Report back each line of the data that contains the word "offset".
*** Opening GIVEN INFORMATION ***
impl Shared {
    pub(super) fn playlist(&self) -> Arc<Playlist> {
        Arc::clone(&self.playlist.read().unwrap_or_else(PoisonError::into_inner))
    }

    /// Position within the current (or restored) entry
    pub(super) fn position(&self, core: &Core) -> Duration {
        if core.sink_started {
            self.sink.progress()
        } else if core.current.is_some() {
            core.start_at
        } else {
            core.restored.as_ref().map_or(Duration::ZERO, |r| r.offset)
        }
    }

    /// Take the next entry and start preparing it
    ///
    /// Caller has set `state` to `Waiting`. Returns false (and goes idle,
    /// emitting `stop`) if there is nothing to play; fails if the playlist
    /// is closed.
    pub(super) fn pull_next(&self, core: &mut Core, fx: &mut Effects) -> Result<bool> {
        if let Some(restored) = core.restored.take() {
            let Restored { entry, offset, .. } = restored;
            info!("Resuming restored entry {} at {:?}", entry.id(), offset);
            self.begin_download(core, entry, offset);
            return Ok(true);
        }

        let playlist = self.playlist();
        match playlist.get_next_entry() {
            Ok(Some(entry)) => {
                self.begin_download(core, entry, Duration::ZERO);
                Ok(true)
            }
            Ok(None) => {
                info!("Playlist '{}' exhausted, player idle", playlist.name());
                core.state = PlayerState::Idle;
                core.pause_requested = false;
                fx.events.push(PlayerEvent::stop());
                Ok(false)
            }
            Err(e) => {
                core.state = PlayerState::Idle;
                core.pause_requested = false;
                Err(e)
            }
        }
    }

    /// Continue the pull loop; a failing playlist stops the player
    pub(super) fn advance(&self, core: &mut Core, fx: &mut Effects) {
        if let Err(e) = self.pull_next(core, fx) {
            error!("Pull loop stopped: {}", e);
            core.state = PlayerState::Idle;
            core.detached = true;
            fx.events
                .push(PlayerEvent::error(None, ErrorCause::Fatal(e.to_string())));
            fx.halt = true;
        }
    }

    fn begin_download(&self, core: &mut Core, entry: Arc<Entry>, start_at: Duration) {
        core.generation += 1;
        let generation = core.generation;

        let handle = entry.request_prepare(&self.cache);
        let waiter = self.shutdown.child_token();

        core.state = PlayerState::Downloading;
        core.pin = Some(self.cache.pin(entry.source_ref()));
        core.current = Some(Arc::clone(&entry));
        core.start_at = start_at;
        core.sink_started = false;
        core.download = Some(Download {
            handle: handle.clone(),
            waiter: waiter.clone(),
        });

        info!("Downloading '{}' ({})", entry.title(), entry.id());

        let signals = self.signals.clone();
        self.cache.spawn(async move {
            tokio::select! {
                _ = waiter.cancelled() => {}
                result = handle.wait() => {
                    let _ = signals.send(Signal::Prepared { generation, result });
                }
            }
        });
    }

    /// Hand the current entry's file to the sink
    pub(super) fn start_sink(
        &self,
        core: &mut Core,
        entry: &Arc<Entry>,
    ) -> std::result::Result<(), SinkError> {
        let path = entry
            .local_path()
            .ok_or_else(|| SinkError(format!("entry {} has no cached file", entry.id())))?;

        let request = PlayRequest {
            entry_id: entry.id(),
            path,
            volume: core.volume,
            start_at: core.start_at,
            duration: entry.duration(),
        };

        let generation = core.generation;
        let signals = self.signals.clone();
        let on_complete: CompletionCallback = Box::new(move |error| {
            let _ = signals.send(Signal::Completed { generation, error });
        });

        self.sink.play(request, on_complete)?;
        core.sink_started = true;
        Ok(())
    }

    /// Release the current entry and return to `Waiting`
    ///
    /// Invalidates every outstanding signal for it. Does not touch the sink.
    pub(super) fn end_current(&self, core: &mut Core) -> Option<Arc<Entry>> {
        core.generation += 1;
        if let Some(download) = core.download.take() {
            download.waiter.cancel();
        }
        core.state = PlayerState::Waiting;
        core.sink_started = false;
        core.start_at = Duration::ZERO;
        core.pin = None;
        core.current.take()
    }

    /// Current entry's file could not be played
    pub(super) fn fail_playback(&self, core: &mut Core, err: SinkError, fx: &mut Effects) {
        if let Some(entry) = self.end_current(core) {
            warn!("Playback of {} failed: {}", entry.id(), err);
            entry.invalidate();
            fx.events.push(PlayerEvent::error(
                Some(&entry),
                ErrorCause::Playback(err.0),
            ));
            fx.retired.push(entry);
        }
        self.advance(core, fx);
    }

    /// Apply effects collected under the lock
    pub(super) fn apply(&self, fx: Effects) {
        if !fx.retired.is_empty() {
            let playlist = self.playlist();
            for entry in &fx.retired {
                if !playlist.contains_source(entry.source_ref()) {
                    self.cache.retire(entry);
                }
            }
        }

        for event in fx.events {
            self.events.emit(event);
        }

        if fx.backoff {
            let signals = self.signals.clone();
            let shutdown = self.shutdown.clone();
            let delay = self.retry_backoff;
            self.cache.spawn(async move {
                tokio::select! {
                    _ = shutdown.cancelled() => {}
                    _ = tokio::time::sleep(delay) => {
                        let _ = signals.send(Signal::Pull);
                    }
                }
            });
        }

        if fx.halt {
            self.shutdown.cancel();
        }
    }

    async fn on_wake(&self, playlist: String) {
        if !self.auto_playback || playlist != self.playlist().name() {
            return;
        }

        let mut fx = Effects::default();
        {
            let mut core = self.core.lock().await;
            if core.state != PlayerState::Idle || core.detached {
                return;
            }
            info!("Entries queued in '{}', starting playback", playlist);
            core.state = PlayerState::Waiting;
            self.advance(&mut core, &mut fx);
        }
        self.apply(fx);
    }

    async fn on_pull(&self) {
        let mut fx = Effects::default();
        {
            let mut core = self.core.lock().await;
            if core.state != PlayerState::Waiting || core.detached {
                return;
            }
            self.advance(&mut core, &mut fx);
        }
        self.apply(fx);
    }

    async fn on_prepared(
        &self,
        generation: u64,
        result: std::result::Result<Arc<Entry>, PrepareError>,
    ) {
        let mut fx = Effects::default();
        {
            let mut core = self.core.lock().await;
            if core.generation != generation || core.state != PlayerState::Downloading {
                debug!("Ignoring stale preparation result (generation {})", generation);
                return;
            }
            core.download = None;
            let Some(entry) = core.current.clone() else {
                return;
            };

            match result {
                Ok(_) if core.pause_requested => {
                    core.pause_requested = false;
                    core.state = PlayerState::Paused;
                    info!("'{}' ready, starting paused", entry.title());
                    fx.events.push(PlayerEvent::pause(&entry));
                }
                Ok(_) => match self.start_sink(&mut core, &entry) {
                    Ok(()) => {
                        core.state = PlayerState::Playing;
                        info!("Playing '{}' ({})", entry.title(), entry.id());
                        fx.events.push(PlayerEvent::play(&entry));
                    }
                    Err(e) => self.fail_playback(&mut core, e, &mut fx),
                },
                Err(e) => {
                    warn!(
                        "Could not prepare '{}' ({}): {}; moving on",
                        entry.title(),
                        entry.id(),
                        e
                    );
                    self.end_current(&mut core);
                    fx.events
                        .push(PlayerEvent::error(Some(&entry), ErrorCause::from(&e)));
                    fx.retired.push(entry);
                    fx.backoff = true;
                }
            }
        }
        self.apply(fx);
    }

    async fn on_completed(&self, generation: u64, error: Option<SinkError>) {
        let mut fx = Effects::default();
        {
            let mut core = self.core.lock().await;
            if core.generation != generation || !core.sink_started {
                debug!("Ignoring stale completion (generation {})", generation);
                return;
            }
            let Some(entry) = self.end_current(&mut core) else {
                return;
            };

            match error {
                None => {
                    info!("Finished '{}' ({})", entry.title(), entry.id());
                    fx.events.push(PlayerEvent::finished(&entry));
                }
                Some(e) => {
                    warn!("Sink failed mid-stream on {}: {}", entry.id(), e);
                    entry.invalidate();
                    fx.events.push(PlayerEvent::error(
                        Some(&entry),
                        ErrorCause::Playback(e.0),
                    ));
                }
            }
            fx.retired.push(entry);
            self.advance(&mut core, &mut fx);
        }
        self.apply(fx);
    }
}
*** Closing GIVEN INFORMATION ***
SOLUTION:
            core.restored.as_ref().map_or(Duration::ZERO, |r| r.offset)
            let Restored { entry, offset, .. } = restored;
            info!("Resuming restored entry {} at {:?}", entry.id(), offset);
            self.begin_download(core, entry, offset);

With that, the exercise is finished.